What to produce: Reproduce exactly the lines of the material beneath, from the line that contains "pub const MAX_VARIATIONS: u32 = 6;" to the line that contains "for product uploads.", both included, and no other lines.

****************

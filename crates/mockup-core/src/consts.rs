/// Smallest number of variations a batch may request.
pub const MIN_VARIATIONS: u32 = 1;

/// Largest number of variations a batch may request.
pub const MAX_VARIATIONS: u32 = 6;

/// Upload size limit. Inline image parts above this are rejected by the
/// generation service, so the codec refuses them up front.
pub const MAX_UPLOAD_BYTES: usize = 20 * 1024 * 1024;

/// Media types accepted for product uploads.
pub const SUPPORTED_MEDIA_TYPES: &[&str] = &["image/png", "image/jpeg", "image/webp"];

pub const MIN_SCALE: f32 = 0.1;
pub const MAX_SCALE: f32 = 10.0;

/// Per-tick mouse wheel zoom steps.
pub const WHEEL_ZOOM_IN: f32 = 1.05;
pub const WHEEL_ZOOM_OUT: f32 = 0.95;

/// Toolbar button zoom steps.
pub const BUTTON_ZOOM_IN: f32 = 1.2;
pub const BUTTON_ZOOM_OUT: f32 = 0.8;

pub const DEFAULT_MODEL: &str = "gemini-2.5-flash-image";
pub const DEFAULT_ENDPOINT: &str = "https://generativelanguage.googleapis.com/v1beta";
pub const DEFAULT_API_KEY_ENV: &str = "GEMINI_API_KEY";

/// Variable consulted when the configured key variable is unset.
pub const FALLBACK_API_KEY_ENV: &str = "API_KEY";

pub const DEFAULT_TIMEOUT_SECS: u64 = 120;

****************

Response:
pub const MAX_VARIATIONS: u32 = 6;

/// Upload size limit. Inline image parts above this are rejected by the
/// generation service, so the codec refuses them up front.
pub const MAX_UPLOAD_BYTES: usize = 20 * 1024 * 1024;

/// Media types accepted for product uploads.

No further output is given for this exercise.